(Saved data entries)
╭──

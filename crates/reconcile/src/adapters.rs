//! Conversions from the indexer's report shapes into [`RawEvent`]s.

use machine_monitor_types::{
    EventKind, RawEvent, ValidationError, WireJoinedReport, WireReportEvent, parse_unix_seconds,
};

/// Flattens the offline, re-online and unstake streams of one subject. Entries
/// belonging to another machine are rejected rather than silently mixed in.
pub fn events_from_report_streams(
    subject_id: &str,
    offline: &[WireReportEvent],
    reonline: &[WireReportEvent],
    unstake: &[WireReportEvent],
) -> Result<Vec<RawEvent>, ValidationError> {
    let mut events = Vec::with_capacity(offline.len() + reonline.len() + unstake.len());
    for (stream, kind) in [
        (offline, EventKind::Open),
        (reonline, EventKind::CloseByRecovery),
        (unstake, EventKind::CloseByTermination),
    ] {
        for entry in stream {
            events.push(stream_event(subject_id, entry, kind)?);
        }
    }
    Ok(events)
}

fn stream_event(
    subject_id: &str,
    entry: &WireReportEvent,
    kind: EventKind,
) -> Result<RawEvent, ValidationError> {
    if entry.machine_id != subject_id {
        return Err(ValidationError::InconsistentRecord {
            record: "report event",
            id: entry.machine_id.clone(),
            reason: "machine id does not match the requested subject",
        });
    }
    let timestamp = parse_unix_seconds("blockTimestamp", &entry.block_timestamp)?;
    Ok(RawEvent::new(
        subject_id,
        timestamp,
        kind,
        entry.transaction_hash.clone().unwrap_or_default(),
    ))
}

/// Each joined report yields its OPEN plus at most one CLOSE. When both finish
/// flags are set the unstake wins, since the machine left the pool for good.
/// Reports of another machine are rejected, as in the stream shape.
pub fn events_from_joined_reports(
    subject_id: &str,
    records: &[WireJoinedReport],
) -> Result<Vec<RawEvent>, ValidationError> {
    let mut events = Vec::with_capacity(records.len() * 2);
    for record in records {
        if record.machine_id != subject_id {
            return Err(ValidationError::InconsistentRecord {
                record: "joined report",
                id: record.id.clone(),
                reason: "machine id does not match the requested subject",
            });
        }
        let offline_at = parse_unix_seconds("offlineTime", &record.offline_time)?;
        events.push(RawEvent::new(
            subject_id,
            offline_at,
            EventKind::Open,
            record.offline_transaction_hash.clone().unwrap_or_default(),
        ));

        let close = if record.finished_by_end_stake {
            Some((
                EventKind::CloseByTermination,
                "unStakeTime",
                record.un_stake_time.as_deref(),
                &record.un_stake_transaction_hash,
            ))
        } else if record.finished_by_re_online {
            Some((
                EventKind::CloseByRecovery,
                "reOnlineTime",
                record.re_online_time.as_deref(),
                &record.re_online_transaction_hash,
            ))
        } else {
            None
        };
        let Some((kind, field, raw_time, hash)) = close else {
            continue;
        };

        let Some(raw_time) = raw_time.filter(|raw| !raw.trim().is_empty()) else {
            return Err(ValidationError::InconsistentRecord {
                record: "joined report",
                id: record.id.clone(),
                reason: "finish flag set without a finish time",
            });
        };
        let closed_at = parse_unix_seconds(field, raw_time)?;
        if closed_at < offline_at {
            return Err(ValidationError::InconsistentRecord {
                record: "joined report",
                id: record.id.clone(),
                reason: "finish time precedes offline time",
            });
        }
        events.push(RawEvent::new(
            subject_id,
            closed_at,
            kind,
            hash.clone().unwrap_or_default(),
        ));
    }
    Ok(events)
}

╰──

→ Assignment
Restate the records, all of them, precisely as written.

→ Answer below
filename crates/reconcile/src/adapters.rs
//! Conversions from the indexer's report shapes into [`RawEvent`]s.

use machine_monitor_types::{
    EventKind, RawEvent, ValidationError, WireJoinedReport, WireReportEvent, parse_unix_seconds,
};

/// Flattens the offline, re-online and unstake streams of one subject. Entries
/// belonging to another machine are rejected rather than silently mixed in.
pub fn events_from_report_streams(
    subject_id: &str,
    offline: &[WireReportEvent],
    reonline: &[WireReportEvent],
    unstake: &[WireReportEvent],
) -> Result<Vec<RawEvent>, ValidationError> {
    let mut events = Vec::with_capacity(offline.len() + reonline.len() + unstake.len());
    for (stream, kind) in [
        (offline, EventKind::Open),
        (reonline, EventKind::CloseByRecovery),
        (unstake, EventKind::CloseByTermination),
    ] {
        for entry in stream {
            events.push(stream_event(subject_id, entry, kind)?);
        }
    }
    Ok(events)
}

fn stream_event(
    subject_id: &str,
    entry: &WireReportEvent,
    kind: EventKind,
) -> Result<RawEvent, ValidationError> {
    if entry.machine_id != subject_id {
        return Err(ValidationError::InconsistentRecord {
            record: "report event",
            id: entry.machine_id.clone(),
            reason: "machine id does not match the requested subject",
        });
    }
    let timestamp = parse_unix_seconds("blockTimestamp", &entry.block_timestamp)?;
    Ok(RawEvent::new(
        subject_id,
        timestamp,
        kind,
        entry.transaction_hash.clone().unwrap_or_default(),
    ))
}

/// Each joined report yields its OPEN plus at most one CLOSE. When both finish
/// flags are set the unstake wins, since the machine left the pool for good.
/// Reports of another machine are rejected, as in the stream shape.
pub fn events_from_joined_reports(
    subject_id: &str,
    records: &[WireJoinedReport],
) -> Result<Vec<RawEvent>, ValidationError> {
    let mut events = Vec::with_capacity(records.len() * 2);
    for record in records {
        if record.machine_id != subject_id {
            return Err(ValidationError::InconsistentRecord {
                record: "joined report",
                id: record.id.clone(),
                reason: "machine id does not match the requested subject",
            });
        }
        let offline_at = parse_unix_seconds("offlineTime", &record.offline_time)?;
        events.push(RawEvent::new(
            subject_id,
            offline_at,
            EventKind::Open,
            record.offline_transaction_hash.clone().unwrap_or_default(),
        ));

        let close = if record.finished_by_end_stake {
            Some((
                EventKind::CloseByTermination,
                "unStakeTime",
                record.un_stake_time.as_deref(),
                &record.un_stake_transaction_hash,
            ))
        } else if record.finished_by_re_online {
            Some((
                EventKind::CloseByRecovery,
                "reOnlineTime",
                record.re_online_time.as_deref(),
                &record.re_online_transaction_hash,
            ))
        } else {
            None
        };
        let Some((kind, field, raw_time, hash)) = close else {
            continue;
        };

        let Some(raw_time) = raw_time.filter(|raw| !raw.trim().is_empty()) else {
            return Err(ValidationError::InconsistentRecord {
                record: "joined report",
                id: record.id.clone(),
                reason: "finish flag set without a finish time",
            });
        };
        let closed_at = parse_unix_seconds(field, raw_time)?;
        if closed_at < offline_at {
            return Err(ValidationError::InconsistentRecord {
                record: "joined report",
                id: record.id.clone(),
                reason: "finish time precedes offline time",
            });
        }
        events.push(RawEvent::new(
            subject_id,
            closed_at,
            kind,
            hash.clone().unwrap_or_default(),
        ));
    }
    Ok(events)
}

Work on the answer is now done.